Modelling the 1775 storm surge deposits at the Heemskerk dunes

Abstract

After a storm surge in November 2007, older storm surge deposits were discovered in the eroded dunes near Heemskerk, the Netherlands. These deposits undulate in height with a maximum elevation of over 6 m above mean sea level. Luminescence dating suggests that the layers were deposited by either the 1775 or the 1776 storm surge. The aim of this thesis is to model the 1775 storm surge and its capability to reach the height of NAP + 6.5 m at which the deposits have been discovered. Secondary objectives are (a) to give an estimation of the probability of exceedance of the 1775 storm surge and (b) to compare the effects of this storm surge on a open dune front (historical situation) and a closed dune front (present situation). A modelling framework has been set up to transform the available historical data into boundary conditions for the process-based model XBeach. A 1D probabilistic approach resulted in distributions for the 2% exceedance height for the storm surge level including set-up and wave run-up for six characteristic profiles. The distributions do not give reason to reject the hypothesis that, during the 1775 storm surge, the water level has reached the level of NAP + 6.5 m. Based on the existing exceedance line for IJmuiden, the probability of exceedance of the 1775 storm surge is estimated to be 3/10000. This is close to the existing Dutch design criteria for primary sea defences.

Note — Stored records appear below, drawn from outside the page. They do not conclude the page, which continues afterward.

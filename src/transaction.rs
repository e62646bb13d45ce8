//! TransactionEngine: accumulates updates, dereferences symrefs, partitions
//! between the primary and files backends, and drives a two-stage commit.
//!
//! Edit types (`Change`, `RefEdit`, `PreviousValue`, `LogChange`, `RefLog`)
//! follow the shape of a conventional ref-transaction module.

use bstr::{BString, ByteSlice};

use crate::backend::files::FilesBackend;
use crate::backend::kv::KvBackend;
use crate::error::Error;
use crate::name::{self, Classification};
use crate::object_id::ObjectId;
use crate::reflog::Committer;
use crate::value::Target;

/// Maximum number of symbolic hops [`resolve`] will follow before
/// declaring a ref broken.
pub const MAX_SYMREF_DEPTH: u8 = 5;

/// A compare-and-swap condition against the value a ref is expected to hold
/// before an update is allowed to proceed.
#[derive(Clone, Debug, Eq, PartialEq)]
pub enum PreviousValue {
    /// No condition; overwrite unconditionally.
    Any,
    /// The ref must currently exist, with any value.
    MustExist,
    /// The ref must not currently exist.
    MustNotExist,
    /// The ref must currently resolve to exactly this id.
    MustExistAndMatch(ObjectId),
}

/// Whether and how an update is recorded to the ref's reflog.
#[derive(Clone, Copy, Debug, Eq, PartialEq)]
pub enum RefLog {
    /// Update the reference only; the reflog, if any, is left untouched.
    Only,
    /// Update both the reference and append a reflog entry.
    AndReference,
}

/// Reflog-related parameters accompanying a [`Change`].
#[derive(Clone, Debug, Eq, PartialEq)]
pub struct LogChange {
    pub mode: RefLog,
    /// Create the reflog header even if this ref has never been logged.
    pub force_create_reflog: bool,
    /// The message to record; no entry is written if logging is requested
    /// but no message is given.
    pub message: Option<BString>,
}

impl Default for LogChange {
    fn default() -> Self {
        LogChange {
            mode: RefLog::AndReference,
            force_create_reflog: false,
            message: None,
        }
    }
}

/// What to do to a single reference.
#[derive(Clone, Debug, Eq, PartialEq)]
pub enum Change {
    Update {
        new: Target,
        expected: PreviousValue,
        log: LogChange,
    },
    Delete {
        expected: PreviousValue,
    },
    /// Check the condition without writing anything.
    Verify {
        expected: PreviousValue,
    },
}

/// Do not follow a symbolic ref to its target; operate on the symref itself.
#[derive(Clone, Copy, Debug, Eq, PartialEq)]
pub enum Deref {
    Yes,
    No,
}

/// One accumulated change, submitted to a [`Transaction`] before commit.
#[derive(Clone, Debug, Eq, PartialEq)]
pub struct RefEdit {
    pub name: BString,
    pub change: Change,
    pub deref: Deref,
}

impl RefEdit {
    fn classification(&self) -> Classification {
        name::classify(self.name.as_slice().into())
    }
}

/// Lifecycle state of a [`Transaction`].
#[derive(Clone, Copy, Debug, Eq, PartialEq)]
enum State {
    Open,
    Closed,
    Error,
}

/// Accumulates ref edits and commits them across the primary and files
/// backends.
pub struct Transaction<'a> {
    primary: &'a KvBackend,
    files: &'a FilesBackend,
    committer: &'a dyn Committer,
    state: State,
    edits: Vec<RefEdit>,
}

impl<'a> Transaction<'a> {
    pub fn begin(primary: &'a KvBackend, files: &'a FilesBackend, committer: &'a dyn Committer) -> Self {
        Transaction {
            primary,
            files,
            committer,
            state: State::Open,
            edits: Vec::new(),
        }
    }

    fn require_open(&self) {
        assert_eq!(self.state, State::Open, "BUG: transaction is not open");
    }

    /// Append an edit, validating its refname (`check_refname_format`).
    ///
    /// `HEAD` and the pseudorefs (`FETCH_HEAD`, ...) are single-component
    /// names, so one-level names are allowed for any ref the per-worktree/
    /// pseudoref classification already routes away from the hierarchical
    /// `refs/...` namespace (§3: "a name with only one component is
    /// rejected unless one-level is allowed").
    pub fn update(&mut self, name: impl Into<BString>, change: Change, deref: Deref) -> Result<(), Error> {
        self.require_open();
        let name = name.into();
        let flags = match name::classify(name.as_slice().into()) {
            Classification::PerWorktree | Classification::Pseudoref => name::Flags::ALLOW_ONELEVEL,
            Classification::Normal => name::Flags::empty(),
        };
        name::check(name.as_slice().into(), flags).map_err(|_| Error::BadName(name.clone()))?;
        self.edits.push(RefEdit { name, change, deref });
        Ok(())
    }

    pub fn create(&mut self, name: impl Into<BString>, new: ObjectId, log: LogChange) -> Result<(), Error> {
        self.update(
            name,
            Change::Update {
                new: Target::Direct(new),
                expected: PreviousValue::MustNotExist,
                log,
            },
            Deref::Yes,
        )
    }

    pub fn delete(&mut self, name: impl Into<BString>, expected: PreviousValue) -> Result<(), Error> {
        self.update(name, Change::Delete { expected }, Deref::Yes)
    }

    pub fn verify(&mut self, name: impl Into<BString>, expected: PreviousValue) -> Result<(), Error> {
        self.update(name, Change::Verify { expected }, Deref::Yes)
    }

    /// Discard all accumulated state. Safe to call on a transaction in any
    /// state, any number of times.
    pub fn free(&mut self) {
        self.edits.clear();
        self.state = State::Closed;
    }

    /// Dereference symbolic refs, partition into primary/files edit lists,
    /// and commit each partition in turn.
    pub fn commit(mut self) -> Result<(), Error> {
        if self.state != State::Open {
            return Err(Error::Generic("transaction is not open".into()));
        }

        let dereferenced = match self.dereference_symrefs() {
            Ok(edits) => edits,
            Err(e) => {
                self.state = State::Error;
                return Err(e);
            }
        };

        let (primary_edits, files_edits): (Vec<_>, Vec<_>) = dereferenced
            .into_iter()
            .partition(|e| e.classification() == Classification::Normal);

        check_duplicates(&primary_edits)?;
        check_duplicates(&files_edits)?;

        if let Err(e) = self.primary.commit(&primary_edits, self.committer) {
            self.state = State::Error;
            return Err(e);
        }

        if let Err(e) = self.files.commit(&files_edits) {
            self.state = State::Error;
            log::warn!(
                "primary backend committed {} update(s) but the files backend failed to commit {} update(s); repository refs are now split",
                primary_edits.len(),
                files_edits.len()
            );
            return Err(Error::SplitTransactionPartial { source: Box::new(e) });
        }

        self.state = State::Closed;
        Ok(())
    }

    /// For every edit whose `deref` is `Yes`, resolve through symbolic
    /// pointers and, when the chain does not terminate immediately at the
    /// named ref, append a follow-up edit for the underlying ref and
    /// downgrade the original to a log-only, no-CAS marker.
    fn dereference_symrefs(&self) -> Result<Vec<RefEdit>, Error> {
        let mut out = Vec::with_capacity(self.edits.len());
        for edit in &self.edits {
            if edit.deref != Deref::Yes {
                out.push(edit.clone());
                continue;
            }
            let target = match self.read_current(edit.name.as_slice().into())? {
                Some(Target::Symbolic(target)) => target,
                _ => {
                    out.push(edit.clone());
                    continue;
                }
            };
            match &edit.change {
                Change::Update { new, log, expected } => {
                    // Write the underlying ref for real, carrying the caller's
                    // CAS condition along; the symref itself only gains a
                    // reflog entry recording the same transition.
                    out.push(RefEdit {
                        name: target.clone(),
                        change: Change::Update {
                            new: new.clone(),
                            expected: expected.clone(),
                            log: log.clone(),
                        },
                        deref: Deref::No,
                    });
                    out.push(RefEdit {
                        name: edit.name.clone(),
                        change: Change::Update {
                            new: new.clone(),
                            expected: PreviousValue::Any,
                            log: LogChange {
                                mode: RefLog::Only,
                                force_create_reflog: log.force_create_reflog,
                                message: log.message.clone(),
                            },
                        },
                        deref: Deref::No,
                    });
                }
                Change::Delete { .. } | Change::Verify { .. } => {
                    let mut underlying = edit.clone();
                    underlying.name = target;
                    underlying.deref = Deref::No;
                    out.push(underlying);
                }
            }
        }
        Ok(out)
    }

    fn read_current(&self, name: &bstr::BStr) -> Result<Option<Target>, Error> {
        read_any(self.primary, self.files, name)
    }
}

/// Verify that `current` satisfies `expected`, the compare-and-swap
/// condition attached to an edit.
pub(crate) fn check_previous_value(current: Option<&Target>, expected: &PreviousValue, name: &bstr::BStr) -> Result<(), Error> {
    match expected {
        PreviousValue::Any => Ok(()),
        PreviousValue::MustExist => {
            if current.is_some() {
                Ok(())
            } else {
                Err(Error::NotFound(name.to_owned()))
            }
        }
        PreviousValue::MustNotExist => {
            if current.is_none() {
                Ok(())
            } else {
                Err(Error::Generic(format!("'{}' exists; cannot create", name)))
            }
        }
        PreviousValue::MustExistAndMatch(expected_id) => match current {
            Some(Target::Direct(actual)) if actual == expected_id => Ok(()),
            Some(Target::Direct(actual)) => Err(Error::UnexpectedValue {
                name: name.to_owned(),
                expected: *expected_id,
                actual: *actual,
            }),
            Some(Target::Symbolic(_)) => Err(Error::Broken(name.to_owned())),
            None => Err(Error::NotFound(name.to_owned())),
        },
    }
}

fn check_duplicates(edits: &[RefEdit]) -> Result<(), Error> {
    let mut names: Vec<&BString> = edits.iter().map(|e| &e.name).collect();
    names.sort();
    if let Some(w) = names.windows(2).find(|w| w[0] == w[1]) {
        return Err(Error::DuplicateUpdate(w[0].clone()));
    }
    Ok(())
}

/// Read the raw, single-hop value of `name` from whichever backend owns it.
pub fn read_any(primary: &KvBackend, files: &FilesBackend, name: &bstr::BStr) -> Result<Option<Target>, Error> {
    match name::classify(name) {
        Classification::Normal => primary.read_raw(name).map_err(Error::from),
        Classification::PerWorktree | Classification::Pseudoref => files.read(name).map_err(Error::from),
    }
}

/// Follow symbolic pointers starting at `name` until a direct value is
/// found, the chain loops, or [`MAX_SYMREF_DEPTH`] hops are exceeded.
pub fn resolve(primary: &KvBackend, files: &FilesBackend, name: &bstr::BStr) -> Result<crate::backend::Resolved, Error> {
    let mut current = name.to_owned();
    for hop in 0..=MAX_SYMREF_DEPTH {
        match read_any(primary, files, current.as_slice().into())? {
            Some(Target::Direct(id)) => {
                return Ok(crate::backend::Resolved {
                    name: current,
                    id,
                    hop_count: hop,
                })
            }
            Some(Target::Symbolic(target)) => current = target,
            None => return Err(Error::NotFound(current)),
        }
    }
    Err(Error::Broken(name.to_owned()))
}

#[cfg(test)]
mod tests {
    use super::*;

    #[test]
    fn duplicate_detection_flags_repeated_names() {
        let edits = vec![
            RefEdit {
                name: "refs/heads/a".into(),
                change: Change::Verify {
                    expected: PreviousValue::Any,
                },
                deref: Deref::No,
            },
            RefEdit {
                name: "refs/heads/a".into(),
                change: Change::Verify {
                    expected: PreviousValue::Any,
                },
                deref: Deref::No,
            },
        ];
        assert!(matches!(check_duplicates(&edits), Err(Error::DuplicateUpdate(_))));
    }

    #[test]
    fn no_duplicates_is_ok() {
        let edits = vec![RefEdit {
            name: "refs/heads/a".into(),
            change: Change::Verify {
                expected: PreviousValue::Any,
            },
            deref: Deref::No,
        }];
        assert!(check_duplicates(&edits).is_ok());
    }
}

A comparison of several 2DH simulations with a historical dune topography containing an open dune front and the same boundary conditions with a present dune topography containing a closed dune front, give the following results. With the open dune front, storm surges can easily enter the dune valleys behind the first dune row, but the water is almost always stopped by the second dune row. Wave energy dissipates quickly in the dune area. The present situation with a closed dune front gives high erosion rates along the entire dune front, while the historical situation with an open dune front gives more variation in erosion and deposition rates. Erosion rates are generally higher in the present situation with the closed dune front.